== What the task asks ==
Only the lines holding "data" are wanted. Copy every one from the records below.

+++ Entries shown +++

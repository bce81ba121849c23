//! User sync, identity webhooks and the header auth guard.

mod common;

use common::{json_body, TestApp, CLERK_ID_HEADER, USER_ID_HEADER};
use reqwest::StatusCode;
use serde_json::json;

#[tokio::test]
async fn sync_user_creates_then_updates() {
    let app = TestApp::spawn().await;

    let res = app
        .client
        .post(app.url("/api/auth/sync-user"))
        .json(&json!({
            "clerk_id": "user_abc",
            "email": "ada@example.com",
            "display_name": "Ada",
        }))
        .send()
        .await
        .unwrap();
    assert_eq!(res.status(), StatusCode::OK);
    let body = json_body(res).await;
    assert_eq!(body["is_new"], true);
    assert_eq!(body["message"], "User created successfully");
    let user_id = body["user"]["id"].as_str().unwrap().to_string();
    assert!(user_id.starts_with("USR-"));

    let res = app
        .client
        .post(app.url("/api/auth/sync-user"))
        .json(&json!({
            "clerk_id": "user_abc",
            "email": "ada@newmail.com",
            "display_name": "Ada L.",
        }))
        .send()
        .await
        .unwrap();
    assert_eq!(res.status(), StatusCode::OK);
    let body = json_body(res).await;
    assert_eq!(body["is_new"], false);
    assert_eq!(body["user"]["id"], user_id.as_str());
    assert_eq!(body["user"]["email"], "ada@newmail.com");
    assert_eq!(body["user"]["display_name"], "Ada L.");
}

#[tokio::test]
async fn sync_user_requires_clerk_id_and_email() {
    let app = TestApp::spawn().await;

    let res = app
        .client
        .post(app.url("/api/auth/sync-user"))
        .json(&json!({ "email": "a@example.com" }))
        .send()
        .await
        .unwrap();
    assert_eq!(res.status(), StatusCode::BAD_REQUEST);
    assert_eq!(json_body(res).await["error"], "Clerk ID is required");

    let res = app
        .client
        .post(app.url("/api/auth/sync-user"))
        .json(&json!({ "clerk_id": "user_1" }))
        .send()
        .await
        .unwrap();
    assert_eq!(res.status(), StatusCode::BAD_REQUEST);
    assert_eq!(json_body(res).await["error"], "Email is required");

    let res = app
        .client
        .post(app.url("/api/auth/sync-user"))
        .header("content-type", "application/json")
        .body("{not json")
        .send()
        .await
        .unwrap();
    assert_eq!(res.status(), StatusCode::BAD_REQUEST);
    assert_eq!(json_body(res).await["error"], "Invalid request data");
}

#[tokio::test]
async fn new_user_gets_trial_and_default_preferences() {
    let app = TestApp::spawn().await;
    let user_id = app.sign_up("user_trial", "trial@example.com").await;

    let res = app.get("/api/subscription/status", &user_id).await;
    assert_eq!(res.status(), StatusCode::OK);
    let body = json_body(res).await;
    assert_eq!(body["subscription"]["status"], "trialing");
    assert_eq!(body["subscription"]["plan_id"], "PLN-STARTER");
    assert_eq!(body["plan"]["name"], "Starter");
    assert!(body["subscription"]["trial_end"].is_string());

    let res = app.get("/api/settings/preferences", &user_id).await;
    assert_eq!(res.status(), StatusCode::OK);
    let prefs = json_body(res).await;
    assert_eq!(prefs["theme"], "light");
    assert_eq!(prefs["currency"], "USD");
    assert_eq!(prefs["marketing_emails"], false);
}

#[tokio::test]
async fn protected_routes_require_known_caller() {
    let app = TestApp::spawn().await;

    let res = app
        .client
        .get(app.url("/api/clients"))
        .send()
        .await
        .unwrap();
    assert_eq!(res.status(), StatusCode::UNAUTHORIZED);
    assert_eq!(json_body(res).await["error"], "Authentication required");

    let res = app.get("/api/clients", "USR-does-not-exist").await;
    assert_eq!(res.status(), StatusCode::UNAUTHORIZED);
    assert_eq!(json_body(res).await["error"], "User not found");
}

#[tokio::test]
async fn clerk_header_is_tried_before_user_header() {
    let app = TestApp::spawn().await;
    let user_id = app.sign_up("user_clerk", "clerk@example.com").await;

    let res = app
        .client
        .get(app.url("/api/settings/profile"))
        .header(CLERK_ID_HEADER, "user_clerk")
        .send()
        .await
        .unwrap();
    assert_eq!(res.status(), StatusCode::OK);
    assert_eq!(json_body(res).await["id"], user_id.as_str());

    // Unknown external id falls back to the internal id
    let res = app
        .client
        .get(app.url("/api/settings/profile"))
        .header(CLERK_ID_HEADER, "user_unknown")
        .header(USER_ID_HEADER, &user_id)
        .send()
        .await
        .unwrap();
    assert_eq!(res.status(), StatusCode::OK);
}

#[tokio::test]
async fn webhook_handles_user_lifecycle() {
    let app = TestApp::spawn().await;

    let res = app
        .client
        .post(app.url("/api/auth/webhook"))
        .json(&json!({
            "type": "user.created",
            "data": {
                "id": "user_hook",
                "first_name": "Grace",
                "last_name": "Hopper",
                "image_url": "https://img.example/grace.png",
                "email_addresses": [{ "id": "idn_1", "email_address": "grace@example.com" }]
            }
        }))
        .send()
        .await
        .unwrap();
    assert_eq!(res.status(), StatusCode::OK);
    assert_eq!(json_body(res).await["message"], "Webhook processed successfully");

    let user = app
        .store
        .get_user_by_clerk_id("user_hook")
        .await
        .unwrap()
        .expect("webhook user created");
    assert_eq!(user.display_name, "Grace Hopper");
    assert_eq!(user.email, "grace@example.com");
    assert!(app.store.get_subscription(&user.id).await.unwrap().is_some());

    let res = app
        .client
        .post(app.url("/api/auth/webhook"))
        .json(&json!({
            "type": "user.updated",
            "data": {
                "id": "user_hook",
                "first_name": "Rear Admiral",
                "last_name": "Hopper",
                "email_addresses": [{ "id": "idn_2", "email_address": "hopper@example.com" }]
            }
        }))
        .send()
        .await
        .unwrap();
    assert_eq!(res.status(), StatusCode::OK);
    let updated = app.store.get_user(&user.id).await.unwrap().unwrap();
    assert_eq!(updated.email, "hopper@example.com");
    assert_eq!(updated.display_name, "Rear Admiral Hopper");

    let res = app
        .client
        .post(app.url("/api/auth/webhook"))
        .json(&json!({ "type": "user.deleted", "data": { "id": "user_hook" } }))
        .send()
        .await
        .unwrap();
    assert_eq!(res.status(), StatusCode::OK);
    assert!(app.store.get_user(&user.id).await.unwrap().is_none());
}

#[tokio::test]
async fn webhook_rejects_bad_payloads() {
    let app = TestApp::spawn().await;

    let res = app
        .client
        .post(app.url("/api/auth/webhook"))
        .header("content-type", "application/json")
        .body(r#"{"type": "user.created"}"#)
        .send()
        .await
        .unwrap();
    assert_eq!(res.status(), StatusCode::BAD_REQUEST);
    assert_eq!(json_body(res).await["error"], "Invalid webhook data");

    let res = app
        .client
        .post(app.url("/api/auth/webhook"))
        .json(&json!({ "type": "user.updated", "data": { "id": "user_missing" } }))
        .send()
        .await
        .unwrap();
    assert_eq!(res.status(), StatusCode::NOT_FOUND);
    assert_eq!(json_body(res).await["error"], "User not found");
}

+++

== Finished exercise ==
    assert_eq!(json_body(res).await["error"], "Invalid request data");
            "data": {
            "data": {
        .json(&json!({ "type": "user.deleted", "data": { "id": "user_hook" } }))
    assert_eq!(json_body(res).await["error"], "Invalid webhook data");
        .json(&json!({ "type": "user.updated", "data": { "id": "user_missing" } }))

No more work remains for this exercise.